• **Task item**:
From the data below, copy out every line in which the word "only" occurs.

[Collected data entries]

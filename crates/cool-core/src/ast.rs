// Copyright 2026 James Casey
// SPDX-License-Identifier: Apache-2.0

//! Abstract Syntax Tree (AST) definitions for Cool.
//!
//! The AST represents the structure of a Cool program after parsing: a set of
//! classes, each holding attribute and method features, with expression trees
//! for initializers and method bodies. Every expression node carries the
//! source line it came from, and every class records its source file, so
//! diagnostics can point at real locations.
//!
//! The tree doubles as the wire format between the parser and the semantic
//! analyzer: all node types derive `Serialize`/`Deserialize`, and the parser
//! hands over one JSON document per program. Expression objects are tagged by
//! an `"expr"` field naming the variant in snake_case.
//!
//! # Example
//!
//! ```ignore
//! // Source: class Main { main() : Int { 1 + 2 } };
//! Program {
//!     classes: vec![ClassDef {
//!         name: "Main".into(),
//!         parent: Some("Object".into()),
//!         features: vec![Feature::Method(MethodDef {
//!             name: "main".into(),
//!             formals: vec![],
//!             return_type: "Int".into(),
//!             body: Expression::Arithmetic {
//!                 op: ArithmeticOp::Add,
//!                 left: Box::new(Expression::IntLiteral { value: 1, line: 1 }),
//!                 right: Box::new(Expression::IntLiteral { value: 2, line: 1 }),
//!                 line: 1,
//!             },
//!         })],
//!         filename: "main.cl".into(),
//!         line: 1,
//!     }],
//! }
//! ```

use ecow::EcoString;
use serde::{Deserialize, Serialize};

/// Name of the root class; every inheritance chain ends here.
pub const OBJECT: &str = "Object";
/// Name of the built-in I/O class.
pub const IO: &str = "IO";
/// Name of the built-in integer class.
pub const INT: &str = "Int";
/// Name of the built-in boolean class.
pub const BOOL: &str = "Bool";
/// Name of the built-in string class.
pub const STRING: &str = "String";
/// The "exact runtime class of the current instance" type marker.
pub const SELF_TYPE: &str = "SELF_TYPE";
/// Bottom type of valueless control flow (e.g. an empty block).
/// Subtype of every type; never written by programs.
pub const NO_TYPE: &str = "_no_type";
/// The receiver identifier implicitly bound in every method body.
pub const SELF: &str = "self";

/// Top-level container for a parsed Cool program.
#[derive(Debug, Clone, PartialEq, Eq, Serialize, Deserialize)]
#[serde(deny_unknown_fields)]
pub struct Program {
    /// The classes of the program, in source order.
    pub classes: Vec<ClassDef>,
}

/// A class declaration.
///
/// The parser fills in `parent` with `Object` when the source has no
/// `inherits` clause; only the synthesized `Object` built-in is parentless.
#[derive(Debug, Clone, PartialEq, Eq, Serialize, Deserialize)]
#[serde(deny_unknown_fields)]
pub struct ClassDef {
    /// The class name.
    pub name: EcoString,
    /// The declared superclass name.
    #[serde(default = "default_parent")]
    pub parent: Option<EcoString>,
    /// Attributes and methods, in declaration order.
    #[serde(default)]
    pub features: Vec<Feature>,
    /// Source file the class was parsed from.
    pub filename: EcoString,
    /// Line of the `class` keyword.
    pub line: u32,
}

fn default_parent() -> Option<EcoString> {
    Some(OBJECT.into())
}

impl ClassDef {
    /// Iterates the methods declared directly in this class.
    pub fn methods(&self) -> impl Iterator<Item = &MethodDef> {
        self.features.iter().filter_map(|f| match f {
            Feature::Method(m) => Some(m),
            Feature::Attribute(_) => None,
        })
    }

    /// Iterates the attributes declared directly in this class.
    pub fn attributes(&self) -> impl Iterator<Item = &AttributeDef> {
        self.features.iter().filter_map(|f| match f {
            Feature::Attribute(a) => Some(a),
            Feature::Method(_) => None,
        })
    }
}

/// A feature declared directly in a class body.
#[derive(Debug, Clone, PartialEq, Eq, Serialize, Deserialize)]
#[serde(tag = "feature", rename_all = "snake_case")]
pub enum Feature {
    /// An attribute (instance variable) declaration.
    Attribute(AttributeDef),
    /// A method declaration.
    Method(MethodDef),
}

/// An attribute declaration: `name : Type [<- initializer]`.
#[derive(Debug, Clone, PartialEq, Eq, Serialize, Deserialize)]
pub struct AttributeDef {
    /// The attribute name.
    pub name: EcoString,
    /// The declared type.
    pub declared_type: EcoString,
    /// The optional initializer expression.
    #[serde(default)]
    pub initializer: Option<Expression>,
}

/// A method declaration: `name(formals) : ReturnType { body }`.
#[derive(Debug, Clone, PartialEq, Eq, Serialize, Deserialize)]
pub struct MethodDef {
    /// The method name.
    pub name: EcoString,
    /// The formal parameters, in declaration order.
    #[serde(default)]
    pub formals: Vec<Formal>,
    /// The declared return type (may be `SELF_TYPE`).
    pub return_type: EcoString,
    /// The method body expression.
    pub body: Expression,
}

/// A formal parameter of a method.
#[derive(Debug, Clone, PartialEq, Eq, Serialize, Deserialize)]
#[serde(deny_unknown_fields)]
pub struct Formal {
    /// The parameter name.
    pub name: EcoString,
    /// The declared parameter type.
    pub declared_type: EcoString,
}

/// A Cool expression.
///
/// The enum is closed: the semantic analyzer matches exhaustively, so a new
/// expression form is a compile error in every consumer until handled.
#[derive(Debug, Clone, PartialEq, Eq, Serialize, Deserialize)]
#[serde(tag = "expr", rename_all = "snake_case")]
pub enum Expression {
    /// An integer literal, e.g. `42`.
    IntLiteral {
        /// The literal value.
        value: i64,
        /// Source line.
        line: u32,
    },

    /// A boolean literal, `true` or `false`.
    BoolLiteral {
        /// The literal value.
        value: bool,
        /// Source line.
        line: u32,
    },

    /// A string literal, e.g. `"hello"`.
    StringLiteral {
        /// The literal value (unescaped).
        value: EcoString,
        /// Source line.
        line: u32,
    },

    /// An identifier reference (variable, formal, or `self`).
    Identifier {
        /// The identifier name.
        name: EcoString,
        /// Source line.
        line: u32,
    },

    /// An assignment: `target <- value`.
    Assignment {
        /// The identifier being assigned to.
        target: EcoString,
        /// The value expression.
        value: Box<Expression>,
        /// Source line.
        line: u32,
    },

    /// A method dispatch: `receiver.method(arguments)` or `method(arguments)`.
    ///
    /// `receiver` is `None` for the implicit-`self` form.
    Dispatch {
        /// The receiver expression, absent for implicit `self`.
        #[serde(default)]
        receiver: Option<Box<Expression>>,
        /// The method name.
        method: EcoString,
        /// The actual arguments, in order.
        #[serde(default)]
        arguments: Vec<Expression>,
        /// Source line.
        line: u32,
    },

    /// A conditional: `if predicate then … else … fi`.
    If {
        /// The condition; must type to `Bool`.
        predicate: Box<Expression>,
        /// The `then` arm.
        then_branch: Box<Expression>,
        /// The `else` arm.
        else_branch: Box<Expression>,
        /// Source line.
        line: u32,
    },

    /// A loop: `while predicate loop body pool`.
    While {
        /// The condition; must type to `Bool`.
        predicate: Box<Expression>,
        /// The loop body; its type is discarded.
        body: Box<Expression>,
        /// Source line.
        line: u32,
    },

    /// A sequence: `{ e1; e2; …; en; }`.
    Block {
        /// The expressions, evaluated in order.
        body: Vec<Expression>,
        /// Source line.
        line: u32,
    },

    /// A let binding: `let name : Type [<- init] in body`.
    Let {
        /// The bound identifier.
        name: EcoString,
        /// The declared type of the binding.
        declared_type: EcoString,
        /// The optional initializer.
        #[serde(default)]
        initializer: Option<Box<Expression>>,
        /// The body in which the binding is visible.
        body: Box<Expression>,
        /// Source line.
        line: u32,
    },

    /// A case analysis: `case scrutinee of branches esac`.
    Case {
        /// The scrutinized expression.
        scrutinee: Box<Expression>,
        /// The branches, in source order.
        branches: Vec<CaseBranch>,
        /// Source line.
        line: u32,
    },

    /// An instantiation: `new ClassName`.
    New {
        /// The class to instantiate (may be `SELF_TYPE`).
        class_name: EcoString,
        /// Source line.
        line: u32,
    },

    /// A void test: `isvoid operand`.
    #[serde(rename = "isvoid")]
    IsVoid {
        /// The tested expression; its type is discarded.
        operand: Box<Expression>,
        /// Source line.
        line: u32,
    },

    /// An arithmetic operation on `Int` operands.
    Arithmetic {
        /// Which operator.
        op: ArithmeticOp,
        /// Left operand.
        left: Box<Expression>,
        /// Right operand.
        right: Box<Expression>,
        /// Source line.
        line: u32,
    },

    /// An ordering comparison on `Int` operands.
    Comparison {
        /// Which operator.
        op: ComparisonOp,
        /// Left operand.
        left: Box<Expression>,
        /// Right operand.
        right: Box<Expression>,
        /// Source line.
        line: u32,
    },

    /// An equality test: `left = right`.
    ///
    /// Primitive values (`Int`, `Bool`, `String`) compare only against the
    /// same primitive type.
    Equality {
        /// Left operand.
        left: Box<Expression>,
        /// Right operand.
        right: Box<Expression>,
        /// Source line.
        line: u32,
    },

    /// A boolean complement: `not operand`.
    Not {
        /// The operand; must type to `Bool`.
        operand: Box<Expression>,
        /// Source line.
        line: u32,
    },

    /// An integer negation: `~operand`.
    Negate {
        /// The operand; must type to `Int`.
        operand: Box<Expression>,
        /// Source line.
        line: u32,
    },
}

impl Expression {
    /// Returns the source line of this expression.
    #[must_use]
    pub const fn line(&self) -> u32 {
        match self {
            Self::IntLiteral { line, .. }
            | Self::BoolLiteral { line, .. }
            | Self::StringLiteral { line, .. }
            | Self::Identifier { line, .. }
            | Self::Assignment { line, .. }
            | Self::Dispatch { line, .. }
            | Self::If { line, .. }
            | Self::While { line, .. }
            | Self::Block { line, .. }
            | Self::Let { line, .. }
            | Self::Case { line, .. }
            | Self::New { line, .. }
            | Self::IsVoid { line, .. }
            | Self::Arithmetic { line, .. }
            | Self::Comparison { line, .. }
            | Self::Equality { line, .. }
            | Self::Not { line, .. }
            | Self::Negate { line, .. } => *line,
        }
    }
}

/// A branch of a `case` expression: `name : Type => body`.
#[derive(Debug, Clone, PartialEq, Eq, Serialize, Deserialize)]
#[serde(deny_unknown_fields)]
pub struct CaseBranch {
    /// The identifier bound within the branch body.
    pub name: EcoString,
    /// The declared branch type; must be distinct across branches.
    pub declared_type: EcoString,
    /// The branch body.
    pub body: Expression,
    /// Line of the branch declaration.
    pub line: u32,
}

/// The arithmetic operators.
#[derive(Debug, Clone, Copy, PartialEq, Eq, Hash, Serialize, Deserialize)]
#[serde(rename_all = "snake_case")]
pub enum ArithmeticOp {
    /// `+`
    Add,
    /// `-`
    Subtract,
    /// `*`
    Multiply,
    /// `/`
    Divide,
}

/// The ordering comparison operators.
#[derive(Debug, Clone, Copy, PartialEq, Eq, Hash, Serialize, Deserialize)]
#[serde(rename_all = "snake_case")]
pub enum ComparisonOp {
    /// `<`
    LessThan,
    /// `<=`
    LessThanOrEqual,
}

• **Expected answer**:
/// `inherits` clause; only the synthesized `Object` built-in is parentless.
    /// Primitive values (`Int`, `Bool`, `String`) compare only against the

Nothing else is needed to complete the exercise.